◆ **Aim of the exercise**:
From the top of the records below, return each line exactly, ending with the line that contains "filename src/analyzer.rs".

◆ **Material for this task**:
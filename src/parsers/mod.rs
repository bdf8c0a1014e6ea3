// ==============================================================================
// parsers/mod.rs - File parser modules
// ==============================================================================
// Description: Parsers for annotation tables and genotype samples
// Author: gero-drugs contributors
// Created: 2026-10-16
// Modified: 2026-10-16
// Version: 1.0.0
// ==============================================================================

pub mod annotations;
pub mod sample;
pub mod tsv;

pub use annotations::AnnotationParser;
pub use sample::SampleParser;
pub use tsv::TsvParser;
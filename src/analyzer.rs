// ==============================================================================
// analyzer.rs - Sample Genotype Analysis
// ==============================================================================
// Description: Joins filtered annotations with a personal genotype sample and
//              writes the per-variant drug-response report
// Author: gero-drugs contributors
// Created: 2026-10-16
// Modified: 2026-10-16
// Version: 1.0.0
// ==============================================================================
// Effect:
//   Effect = Ratio Stat                      if "Allele Of Frequency In Cases" == alt
//   Effect = round(1 / Ratio Stat, 3)        otherwise (including a missing alt)
// ==============================================================================

use std::collections::HashMap;
use std::path::{Path, PathBuf};
use tracing::{info, warn};

use crate::config::PipelineLayout;
use crate::error::{PipelineError, Result};
use crate::models::{AnnotationRecord, ReportRecord, SampleGenotype, REPORT_COLUMNS};
use crate::output::{ensure_dir, write_tsv};
use crate::parsers::{AnnotationParser, SampleParser};

/// Round to three decimal places
fn round3(value: f64) -> f64 {
    (value * 1000.0).round() / 1000.0
}

/// Direction-corrected ratio statistic for one individual
///
/// # Arguments
/// * `ratio_stat` - Study ratio statistic (e.g., odds ratio)
/// * `allele_in_cases` - Allele the study observed in cases
/// * `alt_allele` - Alternate allele called for the individual
///
/// # Examples
/// ```
/// use gero_drugs::analyzer::compute_effect;
///
/// assert_eq!(compute_effect(2.5, Some("A"), Some("A")), 2.5);
/// assert_eq!(compute_effect(2.5, Some("A"), Some("G")), 0.4);
/// ```
pub fn compute_effect(ratio_stat: f64, allele_in_cases: Option<&str>, alt_allele: Option<&str>) -> f64 {
    match (allele_in_cases, alt_allele) {
        (Some(cases), Some(alt)) if cases == alt => ratio_stat,
        _ => round3(1.0 / ratio_stat),
    }
}

/// Inner-join annotations with sample calls on "Variant/Haplotypes"
///
/// Output follows annotation order; a variant called more than once in the
/// sample yields one report row per call.
pub fn build_report(annotations: &[AnnotationRecord], sample: &[SampleGenotype]) -> Vec<ReportRecord> {
    let mut calls: HashMap<&str, Vec<&SampleGenotype>> = HashMap::new();
    for genotype in sample {
        calls.entry(genotype.variant.as_str()).or_default().push(genotype);
    }

    annotations
        .iter()
        .flat_map(|annotation| {
            calls
                .get(annotation.variant.as_str())
                .into_iter()
                .flatten()
                .map(move |genotype| ReportRecord {
                    variant: annotation.variant.clone(),
                    drugs: annotation.drugs.clone(),
                    phenotype_category: annotation.phenotype_category.clone(),
                    significance: annotation.significance.clone(),
                    sentence: annotation.sentence.clone(),
                    allele_in_cases: annotation.allele_in_cases.clone(),
                    allele_in_controls: annotation.allele_in_controls.clone(),
                    ratio_stat_type: annotation.ratio_stat_type.clone(),
                    effect: annotation.ratio_stat.map(|ratio| {
                        compute_effect(
                            ratio,
                            annotation.allele_in_cases.as_deref(),
                            genotype.alt_allele.as_deref(),
                        )
                    }),
                })
        })
        .collect()
}

/// Analyze `sample` against already loaded annotations
///
/// Writes `output/report.tsv` under `layout` and returns its path. An empty
/// join still writes the report header and is logged as a warning.
pub fn analyze(sample: &Path, annotations: &[AnnotationRecord], layout: &PipelineLayout) -> Result<PathBuf> {
    let genotypes = SampleParser::parse(sample)?;
    let report = build_report(annotations, &genotypes);

    if report.is_empty() {
        warn!(
            "No sample variants matched the {} filtered annotations; report will be empty",
            annotations.len()
        );
    }

    ensure_dir(&layout.output_dir())?;
    let report_path = write_tsv(&layout.report(), REPORT_COLUMNS, &report)?;

    info!("Successfully wrote report with {} rows to {:?}", report.len(), report_path);
    Ok(report_path)
}

/// Load the annotation table at `annotations` and analyze `sample`
///
/// Both files must exist; a missing one fails with `InputNotFound` before
/// anything is read.
pub fn run_analysis(sample: &Path, annotations: &Path, layout: &PipelineLayout) -> Result<PathBuf> {
    for input in [sample, annotations] {
        if !input.exists() {
            return Err(PipelineError::InputNotFound(input.to_path_buf()));
        }
    }

    let annotation_tab = AnnotationParser::parse_annotation_table(annotations)?;
    analyze(sample, &annotation_tab, layout)
}
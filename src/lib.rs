// ==============================================================================
// lib.rs - Gero Drugs Library
// ==============================================================================
// Description: Library interface for the pharmacogenomic annotation pipeline
// Author: gero-drugs contributors
// Created: 2026-10-16
// Modified: 2026-10-16
// Version: 1.0.0
// ==============================================================================

pub mod analyzer;
pub mod config;
pub mod error;
pub mod filter;
pub mod models;
pub mod output;
pub mod parsers;
pub mod preparer;

pub use error::{PipelineError, Result};
// ==============================================================================
// parsers/sample.rs - Personal Genotype Sample Parser
// ==============================================================================
// Description: Parser for per-individual genotype calls keyed by rsID
// Author: gero-drugs contributors
// Created: 2026-10-16
// Modified: 2026-10-16
// Version: 1.0.0
// ==============================================================================
// Format: Tab-delimited text with header row, '#' comment lines allowed
// Example:
//   # toy sample
//   Variant/Haplotypes    ref    alt
//   rs3745274             G      T
// ==============================================================================

use std::path::Path;
use tracing::info;

use super::tsv::TsvParser;
use crate::error::Result;
use crate::models::{SampleGenotype, SAMPLE_COLUMNS};

/// Parser for genotype sample files
pub struct SampleParser;

impl SampleParser {
    /// Parse a sample genotype file
    ///
    /// Lines starting with '#' are treated as comments and skipped. Columns
    /// other than "Variant/Haplotypes", "ref" and "alt" are ignored.
    pub fn parse(path: impl AsRef<Path>) -> Result<Vec<SampleGenotype>> {
        let path = path.as_ref();
        let rows = TsvParser::with_comments().parse(path, SAMPLE_COLUMNS)?;
        info!("Loaded {} sample genotypes from {:?}", rows.len(), path);
        Ok(rows)
    }
}

#[cfg(test)]
mod tests {
    use super::*;
    use crate::error::PipelineError;
    use std::io::Write;
    use tempfile::NamedTempFile;

    fn create_test_file(contents: &str) -> NamedTempFile {
        let mut file = NamedTempFile::new().unwrap();
        file.write_all(contents.as_bytes()).unwrap();
        file.flush().unwrap();
        file
    }

    #[test]
    fn test_parse_with_comments() {
        let contents = "\
# sample exported from genotyping array
# build GRCh37
Variant/Haplotypes\tchrom\tref\talt
rs3745274\t19\tG\tT
rs1045642\t7\tA\tG
";
        let file = create_test_file(contents);

        let records = SampleParser::parse(file.path()).unwrap();

        assert_eq!(records.len(), 2);
        assert_eq!(records[0].variant, "rs3745274");
        assert_eq!(records[0].ref_allele.as_deref(), Some("G"));
        assert_eq!(records[0].alt_allele.as_deref(), Some("T"));
        assert_eq!(records[1].variant, "rs1045642");
    }

    #[test]
    fn test_missing_alt_column() {
        let file = create_test_file("Variant/Haplotypes\tref\nrs1\tA\n");

        match SampleParser::parse(file.path()).unwrap_err() {
            PipelineError::MissingColumn { column, .. } => assert_eq!(column, "alt"),
            other => panic!("Expected MissingColumn error, got {:?}", other),
        }
    }

    #[test]
    fn test_header_only_sample() {
        let file = create_test_file("Variant/Haplotypes\tref\talt\n");

        let records = SampleParser::parse(file.path()).unwrap();

        assert!(records.is_empty());
    }
}
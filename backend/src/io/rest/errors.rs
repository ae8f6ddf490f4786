//! HTTP translation of [`ServiceError`].
//!
//! Every error response is a JSON `{message}` body. Unexpected failures are
//! logged with their cause and reported to the client as "Server error".

use axum::{
    extract::rejection::JsonRejection,
    http::StatusCode,
    response::{IntoResponse, Response},
    Json,
};
use shared::MessageResponse;
use tracing::error;

use crate::domain::ServiceError;

impl ServiceError {
    pub fn status_code(&self) -> StatusCode {
        match self {
            ServiceError::Validation(_) | ServiceError::Conflict(_) | ServiceError::Auth(_) => {
                StatusCode::BAD_REQUEST
            }
            ServiceError::NotFound(_) => StatusCode::NOT_FOUND,
            ServiceError::Unauthorized(_) => StatusCode::UNAUTHORIZED,
            ServiceError::Unexpected(_) => StatusCode::INTERNAL_SERVER_ERROR,
        }
    }
}

impl IntoResponse for ServiceError {
    fn into_response(self) -> Response {
        if let ServiceError::Unexpected(cause) = &self {
            error!("Unexpected error: {:?}", cause);
        }

        let status = self.status_code();
        (status, Json(MessageResponse::new(self.to_string()))).into_response()
    }
}

/// Malformed or mistyped JSON bodies are client errors
impl From<JsonRejection> for ServiceError {
    fn from(rejection: JsonRejection) -> Self {
        ServiceError::Validation(format!("Invalid request body: {}", rejection.body_text()))
    }
}
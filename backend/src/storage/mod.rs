//! # Storage Module
//!
//! Handles all data persistence for the finance tracker.
//!
//! The domain layer only sees the traits in [`traits`]; the SQLite
//! implementation in [`sqlite`] provides one repository per table
//! (`users`, `incomes`, `expenses`, `budgets`) over a shared connection pool.
//!
//! ## Storage Notes
//!
//! - Dates are stored as `YYYY-MM-DD` text and parsed back into calendar dates
//! - IDs are UUID v4 strings assigned by the domain layer
//! - Each operation touches a single row, so no explicit transactions are used

pub mod sqlite;
pub mod traits;

pub use sqlite::{BudgetRepository, DbConnection, ExpenseRepository, IncomeRepository, UserRepository};
pub use traits::{BudgetStorage, Connection, ExpenseStorage, IncomeStorage, UserStorage};
//! Spreadsheet exports of the income, expense and budget lists.
//!
//! Reports are built with the shared [`TabularReport`] so the CSV columns
//! match the printable reports the dashboard renders.

use std::str::FromStr;

use anyhow::anyhow;
use shared::{
    Budget, BudgetResource, EntryResource, Expense, ExpenseResource, Income, IncomeResource, TabularReport,
};
use tracing::info;

use crate::domain::budget_service::BudgetService;
use crate::domain::errors::{ServiceError, ServiceResult};
use crate::domain::expense_service::ExpenseService;
use crate::domain::income_service::IncomeService;
use crate::storage::Connection;

#[derive(Debug, Clone, Copy, PartialEq, Eq)]
pub enum ReportKind {
    Incomes,
    Expenses,
    Budgets,
}

impl FromStr for ReportKind {
    type Err = ServiceError;

    fn from_str(s: &str) -> Result<Self, Self::Err> {
        match s.to_lowercase().as_str() {
            "incomes" => Ok(ReportKind::Incomes),
            "expenses" => Ok(ReportKind::Expenses),
            "budgets" => Ok(ReportKind::Budgets),
            _ => Err(ServiceError::NotFound(format!("Unknown report: {}", s))),
        }
    }
}

/// A rendered CSV file
#[derive(Debug, Clone, PartialEq)]
pub struct CsvExport {
    pub filename: String,
    pub content: Vec<u8>,
}

#[derive(Clone)]
pub struct ReportService<C: Connection> {
    income_service: IncomeService<C>,
    expense_service: ExpenseService<C>,
    budget_service: BudgetService<C>,
}

impl<C: Connection> ReportService<C> {
    pub fn new(
        income_service: IncomeService<C>,
        expense_service: ExpenseService<C>,
        budget_service: BudgetService<C>,
    ) -> Self {
        Self {
            income_service,
            expense_service,
            budget_service,
        }
    }

    /// Build the full-detail report for `kind`
    pub async fn build_report(&self, kind: ReportKind) -> ServiceResult<TabularReport> {
        let report = match kind {
            ReportKind::Incomes => {
                let incomes: Vec<Income> = self.income_service.list().await?.into_iter().map(Income::from).collect();
                TabularReport::for_entries::<IncomeResource>(&incomes)
            }
            ReportKind::Expenses => {
                let expenses: Vec<Expense> = self.expense_service.list().await?.into_iter().map(Expense::from).collect();
                TabularReport::for_entries::<ExpenseResource>(&expenses)
            }
            ReportKind::Budgets => {
                let budgets: Vec<Budget> = self.budget_service.list().await?.into_iter().map(Budget::from).collect();
                TabularReport::for_entries::<BudgetResource>(&budgets)
            }
        };
        Ok(report)
    }

    pub async fn export_csv(&self, kind: ReportKind) -> ServiceResult<CsvExport> {
        let report = self.build_report(kind).await?;
        let content = write_csv(&report)?;

        let collection = match kind {
            ReportKind::Incomes => IncomeResource::COLLECTION,
            ReportKind::Expenses => ExpenseResource::COLLECTION,
            ReportKind::Budgets => BudgetResource::COLLECTION,
        };

        info!("Exported {} {} rows as CSV", report.rows.len(), collection);
        Ok(CsvExport {
            filename: format!("{}_report.csv", collection),
            content,
        })
    }
}

fn write_csv(report: &TabularReport) -> anyhow::Result<Vec<u8>> {
    let mut writer = csv::Writer::from_writer(Vec::new());
    writer.write_record(&report.columns)?;
    for row in &report.rows {
        writer.write_record(row)?;
    }
    writer
        .into_inner()
        .map_err(|e| anyhow!("Failed to finish CSV export: {}", e))
}

#[cfg(test)]
mod tests {
    use super::*;
    use crate::storage::DbConnection;
    use shared::IncomeRequest;
    use std::sync::Arc;

    async fn setup_test() -> ReportService<DbConnection> {
        let db = Arc::new(DbConnection::init_test().await.expect("Failed to create test database"));
        ReportService::new(
            IncomeService::new(db.clone()),
            ExpenseService::new(db.clone()),
            BudgetService::new(db),
        )
    }

    #[test]
    fn test_report_kind_parsing() {
        assert_eq!("incomes".parse::<ReportKind>().unwrap(), ReportKind::Incomes);
        assert_eq!("Expenses".parse::<ReportKind>().unwrap(), ReportKind::Expenses);
        assert!(matches!("users".parse::<ReportKind>(), Err(ServiceError::NotFound(_))));
    }

    #[tokio::test]
    async fn test_income_csv_export() {
        let service = setup_test().await;
        service
            .income_service
            .create(IncomeRequest {
                income_source: Some("Royalties".to_string()),
                description: Some("Song, \"live\" edition".to_string()),
                income_category: Some("business".to_string()),
                income_type: Some("Annually".to_string()),
                amount: Some(1200.0),
                date: Some("2024-01-15".to_string()),
                phone: Some("0771234567".to_string()),
            })
            .await
            .unwrap();

        let export = service.export_csv(ReportKind::Incomes).await.unwrap();
        let text = String::from_utf8(export.content).unwrap();
        let lines: Vec<&str> = text.lines().collect();

        assert_eq!(export.filename, "incomes_report.csv");
        assert_eq!(lines[0], "Income Source,Category,Type,Amount,Description,Date");
        assert_eq!(
            lines[1],
            r#"Royalties,business,Annually,Rs 1200.00,"Song, ""live"" edition",2024-01-15"#
        );
    }

    #[tokio::test]
    async fn test_empty_export_has_header_only() {
        let service = setup_test().await;
        let export = service.export_csv(ReportKind::Budgets).await.unwrap();
        let text = String::from_utf8(export.content).unwrap();

        assert_eq!(text.lines().count(), 1);
        assert!(text.starts_with("Category,Amount,Start Date"));
    }
}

◆ **Answer below**:
filename src/parsers/mod.rs
repository bdf8c0a1014e6ea3
// ==============================================================================
// parsers/mod.rs - File parser modules
// ==============================================================================
// Description: Parsers for annotation tables and genotype samples
// Author: gero-drugs contributors
// Created: 2026-10-16
// Modified: 2026-10-16
// Version: 1.0.0
// ==============================================================================

pub mod annotations;
pub mod sample;
pub mod tsv;

pub use annotations::AnnotationParser;
pub use sample::SampleParser;
pub use tsv::TsvParser;
filename src/analyzer.rs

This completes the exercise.